在宅医療における認知症について51~【認知症ケアの基本】
- 賢一 内田
- 10月23日
- 読了時間: 3分

―外出機会が乏しい人にはデイサービスを―
認知症の人にとって、外出や社会的交流の機会は「脳の活性化」と「生活リズムの維持」に直結します。仕事や地域活動がなく、家に閉じこもりがちな場合は、デイサービスの利用が最も効果的な非薬物療法です。
■ デイサービスは“非薬物療法”の中心
英国のNICE(国立医療技術評価機構)認知症ガイドラインでは、軽度〜中等度の認知症に対して、
「構造化された集団認知刺激療法(Cognitive Stimulation Therapy:CST)への参加機会を与えるべき」と明記されています。

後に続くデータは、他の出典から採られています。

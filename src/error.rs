//! Error types for gearman-client.
//!
//! Every fallible operation in the crate returns a value of the closed
//! [`Error`] set, never a panic. Two predicates are canonical across the
//! API:
//!
//! - [`failed`]: the operation hit a terminal error (`IoWait` is not
//!   terminal, it means "poll and retry").
//! - [`should_continue`]: the operation would block and the caller is
//!   expected to call `Session::wait` before retrying.

use thiserror::Error;

/// Main error type for all gearman operations.
#[derive(Debug, Error)]
pub enum Error {
    /// The operation would block; call `Session::wait` and retry.
    ///
    /// Only surfaced in non-blocking mode. In blocking mode the engine
    /// polls internally and this never escapes.
    #[error("I/O wait")]
    IoWait,

    /// The session timeout expired inside a poll.
    #[error("timeout reached")]
    Timeout,

    /// `wait()` was called but no connection wants any event.
    #[error("no active file descriptors")]
    NoActiveFds,

    /// The remote end closed the connection or the socket errored out.
    #[error("lost connection")]
    LostConnection,

    /// An internal buffer could not be grown.
    #[error("memory allocation failure")]
    MemoryAllocationFailure,

    /// The 4-byte packet magic was not `\0REQ`, `\0RES`, or `\0TXT`.
    #[error("invalid packet magic")]
    InvalidMagic,

    /// The command code is not in the command table, or the command was
    /// built with the wrong argument arity.
    #[error("invalid command")]
    InvalidCommand,

    /// Packet framing violation: bad arity, oversized payload, or an
    /// embedded NUL in a non-data final argument.
    #[error("invalid packet")]
    InvalidPacket,

    /// The textual argument area exceeds the encoder's buffer cap.
    #[error("argument too large")]
    ArgumentTooLarge,

    /// An echo response did not match the request byte-for-byte.
    #[error("echo data corruption")]
    EchoDataCorruption,

    /// The server sent an `ERROR` packet.
    #[error("server error {code}: {text}")]
    ServerError {
        /// Server-assigned error code string.
        code: String,
        /// Human-readable error text.
        text: String,
    },

    /// An OS-level I/O error. The raw errno is recorded into the
    /// session's `last_errno` when this surfaces through a session call.
    #[error("I/O error: {0}")]
    Io(#[from] std::io::Error),

    /// No address for the server could be connected to.
    #[error("could not connect")]
    CouldNotConnect,

    /// The connection refuses new outbound packets (draining for close,
    /// or a self-contained subroutine found queued sends in the way).
    #[error("send already in progress")]
    SendInProgress,

    /// A self-contained subroutine found a half-received inbound packet
    /// on the connection.
    #[error("receive already in progress")]
    RecvInProgress,

    /// The connection has no usable socket and cannot establish one.
    #[error("not connected")]
    NotConnected,

    /// A state machine observed an internally inconsistent resume.
    #[error("unknown state")]
    UnknownState,
}

impl Error {
    /// True for the cooperative would-block marker.
    #[inline]
    pub fn is_io_wait(&self) -> bool {
        matches!(self, Error::IoWait)
    }

    /// The raw OS errno when this error carries one.
    pub fn errno(&self) -> Option<i32> {
        match self {
            Error::Io(e) => e.raw_os_error(),
            _ => None,
        }
    }
}

/// Result type alias using [`Error`].
pub type Result<T> = std::result::Result<T, Error>;

/// Canonical failure predicate: an error other than `IoWait`.
#[inline]
pub fn failed<T>(result: &Result<T>) -> bool {
    matches!(result, Err(e) if !e.is_io_wait())
}

/// Canonical retry predicate: the operation returned `IoWait` and the
/// caller should `wait()` and call again.
#[inline]
pub fn should_continue<T>(result: &Result<T>) -> bool {
    matches!(result, Err(Error::IoWait))
}
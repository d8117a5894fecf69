//! Packet type: a framed protocol message.
//!
//! A packet is a header plus zero or more NUL-separated textual
//! arguments and, for data-bearing commands, a trailing opaque block.
//! Argument storage uses `bytes::Bytes` so decoded arguments are
//! zero-copy slices of the received payload.
//!
//! The codec here is pure: it holds no I/O state. Partial-read handling
//! lives in the connection's receive state machine.

use bytes::{Bytes, BytesMut};

use crate::error::{Error, Result};
use crate::protocol::command::Command;
use crate::protocol::wire_format::{Header, Magic, HEADER_SIZE, MAX_PAYLOAD_SIZE};

/// Cap on the textual argument area of a single packet, separators
/// included. The opaque data block is not counted against this.
pub const ARGS_BUFFER_SIZE: usize = 8192;

/// Upper bound on per-command textual argument count.
pub const MAX_COMMAND_ARGS: usize = 8;

/// A complete protocol packet.
#[derive(Debug, Clone)]
pub struct Packet {
    magic: Magic,
    command: Command,
    args: Vec<Bytes>,
    data: Bytes,
    complete: bool,
}

impl Packet {
    /// Build a request packet (`\0REQ`) from arguments and data.
    ///
    /// Fails with `InvalidCommand` when the argument count does not
    /// match the command table or when `data` is passed to a command
    /// that carries none, `InvalidPacket` when a textual argument
    /// embeds a NUL, and `ArgumentTooLarge` when the argument area
    /// exceeds [`ARGS_BUFFER_SIZE`] or the payload exceeds the wire cap.
    pub fn request(command: Command, args: &[&[u8]], data: Bytes) -> Result<Self> {
        Self::build(Magic::Request, command, args, data)
    }

    /// Build a response packet (`\0RES`). Mostly useful for test
    /// fixtures; the client runtime only sends requests.
    pub fn response(command: Command, args: &[&[u8]], data: Bytes) -> Result<Self> {
        Self::build(Magic::Response, command, args, data)
    }

    fn build(magic: Magic, command: Command, args: &[&[u8]], data: Bytes) -> Result<Self> {
        debug_assert!(command.arg_count() <= MAX_COMMAND_ARGS);

        if args.len() != command.arg_count() {
            return Err(Error::InvalidCommand);
        }
        if !data.is_empty() && !command.has_data() {
            return Err(Error::InvalidCommand);
        }

        let mut args_size = 0;
        for arg in args {
            if arg.contains(&0) {
                return Err(Error::InvalidPacket);
            }
            args_size += arg.len() + 1;
        }
        if args_size > ARGS_BUFFER_SIZE {
            return Err(Error::ArgumentTooLarge);
        }
        if args_size + data.len() > MAX_PAYLOAD_SIZE as usize {
            return Err(Error::ArgumentTooLarge);
        }

        Ok(Self {
            magic,
            command,
            args: args.iter().map(|a| Bytes::copy_from_slice(a)).collect(),
            data,
            complete: true,
        })
    }

    /// Decode a packet from a header and its complete payload.
    ///
    /// Splits on NUL up to the command's declared textual arity; any
    /// remaining bytes become the opaque data block. Fails with
    /// `InvalidPacket` on missing separators, trailing garbage, or a
    /// NUL embedded in a non-data final argument.
    pub fn decode(header: Header, payload: Bytes) -> Result<Self> {
        let command = header.command;
        let arg_count = command.arg_count();
        let has_data = command.has_data();

        if payload.len() != header.payload_length as usize {
            return Err(Error::InvalidPacket);
        }

        let mut args = Vec::with_capacity(arg_count);
        let mut cursor = 0usize;

        for i in 0..arg_count {
            let terminated = i < arg_count - 1 || has_data;
            if terminated {
                let rest = &payload[cursor..];
                let nul = rest
                    .iter()
                    .position(|&b| b == 0)
                    .ok_or(Error::InvalidPacket)?;
                args.push(payload.slice(cursor..cursor + nul));
                cursor += nul + 1;
            } else {
                let rest = &payload[cursor..];
                if rest.contains(&0) {
                    return Err(Error::InvalidPacket);
                }
                args.push(payload.slice(cursor..));
                cursor = payload.len();
            }
        }

        let data = if has_data {
            payload.slice(cursor..)
        } else {
            if cursor != payload.len() {
                return Err(Error::InvalidPacket);
            }
            Bytes::new()
        };

        Ok(Self {
            magic: header.magic,
            command,
            args,
            data,
            complete: true,
        })
    }

    /// Parse a full frame (header plus payload) from one buffer.
    ///
    /// Convenience for callers that already hold the complete frame;
    /// the streaming path decodes the header first and reads the
    /// payload through the receive state machine.
    pub fn parse(frame: &[u8]) -> Result<Self> {
        if frame.len() < HEADER_SIZE {
            return Err(Error::InvalidPacket);
        }
        let mut header_bytes = [0u8; HEADER_SIZE];
        header_bytes.copy_from_slice(&frame[..HEADER_SIZE]);
        let header = Header::decode(&header_bytes)?;
        if frame.len() - HEADER_SIZE != header.payload_length as usize {
            return Err(Error::InvalidPacket);
        }
        Self::decode(header, Bytes::copy_from_slice(&frame[HEADER_SIZE..]))
    }

    /// The header for this packet, with the payload length computed
    /// from the current arguments and data.
    pub fn header(&self) -> Header {
        Header::new(self.magic, self.command, self.payload_len())
    }

    /// Encode the header and the NUL-separated argument area into one
    /// contiguous image. The opaque data block is intentionally left
    /// out: the send machine streams it from the packet without
    /// copying.
    pub fn encode_image(&self) -> Result<BytesMut> {
        if !self.complete {
            return Err(Error::InvalidPacket);
        }

        let mut buf = BytesMut::with_capacity(HEADER_SIZE + self.args_len());
        buf.extend_from_slice(&self.header().encode());

        let arg_count = self.args.len();
        for (i, arg) in self.args.iter().enumerate() {
            buf.extend_from_slice(arg);
            if i < arg_count - 1 || self.command.has_data() {
                buf.extend_from_slice(&[0]);
            }
        }
        Ok(buf)
    }

    /// Encode the complete frame, data included. Test fixtures and the
    /// text protocol use this; the send path prefers `encode_image`.
    pub fn to_frame(&self) -> Result<BytesMut> {
        let mut buf = self.encode_image()?;
        buf.extend_from_slice(&self.data);
        Ok(buf)
    }

    /// Byte length of the argument area, separators included.
    fn args_len(&self) -> usize {
        let arg_count = self.args.len();
        let mut len: usize = self.args.iter().map(|a| a.len()).sum();
        if arg_count > 0 {
            len += arg_count - 1;
            if self.command.has_data() {
                len += 1;
            }
        }
        len
    }

    /// Total payload length: arguments, separators, and data.
    pub fn payload_len(&self) -> u32 {
        (self.args_len() + self.data.len()) as u32
    }

    /// Frame direction marker.
    #[inline]
    pub fn magic(&self) -> Magic {
        self.magic
    }

    /// Command from the protocol table.
    #[inline]
    pub fn command(&self) -> Command {
        self.command
    }

    /// Textual argument by position.
    #[inline]
    pub fn arg(&self, index: usize) -> Option<&[u8]> {
        self.args.get(index).map(|a| &a[..])
    }

    /// Argument decoded as UTF-8, failing `InvalidPacket` otherwise.
    pub fn arg_str(&self, index: usize) -> Result<&str> {
        let arg = self.args.get(index).ok_or(Error::InvalidPacket)?;
        std::str::from_utf8(arg).map_err(|_| Error::InvalidPacket)
    }

    /// Argument parsed as an ASCII decimal integer.
    pub fn arg_u32(&self, index: usize) -> Result<u32> {
        self.arg_str(index)?
            .parse()
            .map_err(|_| Error::InvalidPacket)
    }

    /// All textual arguments.
    #[inline]
    pub fn args(&self) -> &[Bytes] {
        &self.args
    }

    /// The opaque data block (empty for non-data commands).
    #[inline]
    pub fn data(&self) -> &[u8] {
        &self.data
    }

    /// Cheap zero-copy clone of the data block.
    #[inline]
    pub fn data_bytes(&self) -> Bytes {
        self.data.clone()
    }

    /// Move the data block out of the packet.
    #[inline]
    pub fn take_data(&mut self) -> Bytes {
        std::mem::take(&mut self.data)
    }

    /// Whether the packet has been fully built or decoded.
    #[inline]
    pub fn is_complete(&self) -> bool {
        self.complete
    }
}

impl PartialEq for Packet {
    fn eq(&self, other: &Self) -> bool {
        self.magic == other.magic
            && self.command == other.command
            && self.args == other.args
            && self.data == other.data
    }
}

日本の介護保険制度でいうデイサービスは、まさにこのCSTに相当する取り組みです。
■ 科学的根拠が示す“デイサービスの効果”
日本で行われた認知症治療薬の臨床試験解析(GAL-JPNシリーズ・メマンチン国内第Ⅲ相試験)では、薬を使っていないプラセボ群の中でも、介護サービスを利用していた人のほうが、
全般的臨床評価(CIBIC-plus)
認知機能スコア(SIB)でより良い結果を示しました。
つまり、介護サービス(デイサービス)そのものが治療的効果をもたらしているということです。
■ 抗認知症薬よりも「わかりやすい効果」
抗認知症薬の効果は緩やかで、本人や家族には実感しづらいことが多いですが、デイサービスは生活に直接作用する介入です。
活気が出た
会話が増えた
表情が明るくなった
といった変化が、家族にもはっきり見えるのが特徴です。
さらに、薬剤のような厳密な診断や副作用管理が不要であり、「施設が合わなければ変更できる」という柔軟さも、現場の大きな利点です。医師にとっても、現実的で安全な第一選択といえるでしょう。
■ 利用を勧めるときのポイント
デイサービスの目的は「介護者の休息」ではなく、
「認知症に伴う廃用症候群の予防と改善」
であることを、本人と家族に明確に説明することが重要です。「自分が家にいない方がみんな楽なんだ」と誤解されると、拒否的な態度につながることがあります。
そのためには──
医師が治療の一環として位置づける
データや体験を交えて説明する
本人の得意な活動(歌、手芸、運動など)に合わせて施設を選ぶ
といった工夫が有効です。
■ 嫌がる場合の代替案
どうしてもデイサービスを拒む場合は、次のような社会的活動の参加を促します。
趣味・サークル活動(囲碁、書道、カラオケなど)
地域の高齢者クラブ・生涯学習講座
敬老会、ふれあいサロン、体操教室、グランドゴルフ
散歩や買い物などの日常外出
重要なのは、「外に出ること」や「人と関わること」。刺激がある生活=認知機能の維持につながります。
■ 医師による“具体的な課題設定”
「外に出てください」「運動してください」では抽象的すぎて実行されません。医師が具体的な課題として指示することが重要です。
「週2回デイサービスに通いましょう」
「毎日15分、散歩を続けましょう」
実行できたらしっかり褒めて励ますことが継続の鍵です。慣れてきたら「もう少し増やしてみましょう」と段階的に促していきます。
🌿 まとめ
外出機会の乏しい人にはデイサービスを積極的に活用
認知症治療薬よりも実感しやすく、安全な非薬物療法
目的は「介護者の休息」ではなく「廃用症候群の予防」
嫌がる場合は代替の社会的活動を提案
医師は「週○回」「○分」など具体的に課題を設定する
外出の機会を持つことは、認知症ケアの中核です。薬よりも、まず「人と関わる時間」を処方しましょう。